*Assignment*: Find "ctl.session.ambient_temperature = Some(temp);" in the data, then restate the line it sits in and every later line word for word, ending with the last line.

Stored data entries:
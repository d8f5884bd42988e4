use tracing::debug;

use crate::core::shared::SharedRegion;
use crate::domain::command::{CameraTransform, RenderMode, SettingsUpdate, Size};

use super::backend::{BackendFactory, SimulationBackend};
use super::Controller;

/// Gravity and temperature go straight to the engine and are remembered for
/// the next world; speed only affects how many steps a tick runs.
pub(super) fn apply_settings<F: BackendFactory, R: SharedRegion>(
    ctl: &mut Controller<F, R>,
    update: SettingsUpdate,
) {
    if let Some((gx, gy)) = update.gravity {
        ctl.session.gravity = Some((gx, gy));
        if let Some(backend) = ctl.backend.as_mut() {
            backend.set_gravity(gx, gy);
        }
    }
    if let Some(temp) = update.ambient_temperature {
        ctl.session.ambient_temperature = Some(temp);
        if let Some(backend) = ctl.backend.as_mut() {
            backend.set_ambient_temperature(temp);
        }
    }
    if let Some(speed) = update.speed {
        set_speed(ctl, speed);
    }
}

pub(super) fn set_speed<F: BackendFactory, R: SharedRegion>(ctl: &mut Controller<F, R>, speed: f32) {
    if ctl.session.speed != speed {
        debug!(speed, "simulation speed changed");
    }
    ctl.session.speed = speed;
    // A fractional carry from the old speed would skew the first ticks.
    ctl.session.step_accumulator = ctl.session.step_accumulator.fract();
}

pub(super) fn set_running<F: BackendFactory, R: SharedRegion>(ctl: &mut Controller<F, R>, running: bool) {
    ctl.session.running = running;
    if !running {
        ctl.session.step_accumulator = 0.0;
    }
}

pub(super) fn set_viewport<F: BackendFactory, R: SharedRegion>(ctl: &mut Controller<F, R>, size: Size) {
    ctl.session.viewport = Some(size);
}

pub(super) fn set_transform<F: BackendFactory, R: SharedRegion>(
    ctl: &mut Controller<F, R>,
    transform: CameraTransform,
) {
    ctl.session.transform = transform;
}

pub(super) fn set_render_mode<F: BackendFactory, R: SharedRegion>(
    ctl: &mut Controller<F, R>,
    mode: RenderMode,
) {
    ctl.session.render_mode = mode;
}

*Result of this task*:
        ctl.session.ambient_temperature = Some(temp);
        if let Some(backend) = ctl.backend.as_mut() {
            backend.set_ambient_temperature(temp);
        }
    }
    if let Some(speed) = update.speed {
        set_speed(ctl, speed);
    }
}

pub(super) fn set_speed<F: BackendFactory, R: SharedRegion>(ctl: &mut Controller<F, R>, speed: f32) {
    if ctl.session.speed != speed {
        debug!(speed, "simulation speed changed");
    }
    ctl.session.speed = speed;
    // A fractional carry from the old speed would skew the first ticks.
    ctl.session.step_accumulator = ctl.session.step_accumulator.fract();
}

pub(super) fn set_running<F: BackendFactory, R: SharedRegion>(ctl: &mut Controller<F, R>, running: bool) {
    ctl.session.running = running;
    if !running {
        ctl.session.step_accumulator = 0.0;
    }
}

pub(super) fn set_viewport<F: BackendFactory, R: SharedRegion>(ctl: &mut Controller<F, R>, size: Size) {
    ctl.session.viewport = Some(size);
}

pub(super) fn set_transform<F: BackendFactory, R: SharedRegion>(
    ctl: &mut Controller<F, R>,
    transform: CameraTransform,
) {
    ctl.session.transform = transform;
}

pub(super) fn set_render_mode<F: BackendFactory, R: SharedRegion>(
    ctl: &mut Controller<F, R>,
    mode: RenderMode,
) {
    ctl.session.render_mode = mode;
}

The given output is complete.